Segment Start: Material provided
//! LatexWP - process entry point.
//!
//! Start-up only:
//! 1. Load `LatexWP Settings.yaml` from the working directory (defaults if absent or invalid)
//! 2. Decide once where reported errors go (log when stdout is a terminal, dialog otherwise)
//! 3. Create the log directory and file and install the tracing subscriber
//!
//! No command-line arguments are processed and no document work happens here.
//! Start-up problems are logged, never returned.

use latexwp::config::{SETTINGS_FILE_NAME, load_settings_or_default};
use latexwp::{APP_NAME, SinkSelection, VERSION};
use std::path::Path;

fn main() {
    let (settings, load_error) = load_settings_or_default(".");

    let selection = SinkSelection::detect(&settings);
    let _logging = latexwp::logging::initialize_logging(&settings, selection);

    if let Some(e) = load_error {
        tracing::error!("Error occurred while loading settings: {:#}", e);
    } else if !Path::new(SETTINGS_FILE_NAME).exists() {
        tracing::warn!("Settings file {} not found, using defaults", SETTINGS_FILE_NAME);
    }

    tracing::debug!("{} v{} started with {:?} error sink", APP_NAME, VERSION, selection);
}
Segment End: Material provided
In full and exactly as written, the listing is to be copied again.

//! LatexWP - process entry point.
//!
//! Start-up only:
//! 1. Load `LatexWP Settings.yaml` from the working directory (defaults if absent or invalid)
//! 2. Decide once where reported errors go (log when stdout is a terminal, dialog otherwise)
//! 3. Create the log directory and file and install the tracing subscriber
//!
//! No command-line arguments are processed and no document work happens here.
//! Start-up problems are logged, never returned.

use latexwp::config::{SETTINGS_FILE_NAME, load_settings_or_default};
use latexwp::{APP_NAME, SinkSelection, VERSION};
use std::path::Path;

fn main() {
    let (settings, load_error) = load_settings_or_default(".");

    let selection = SinkSelection::detect(&settings);
    let _logging = latexwp::logging::initialize_logging(&settings, selection);

    if let Some(e) = load_error {
        tracing::error!("Error occurred while loading settings: {:#}", e);
    } else if !Path::new(SETTINGS_FILE_NAME).exists() {
        tracing::warn!("Settings file {} not found, using defaults", SETTINGS_FILE_NAME);
    }

    tracing::debug!("{} v{} started with {:?} error sink", APP_NAME, VERSION, selection);
}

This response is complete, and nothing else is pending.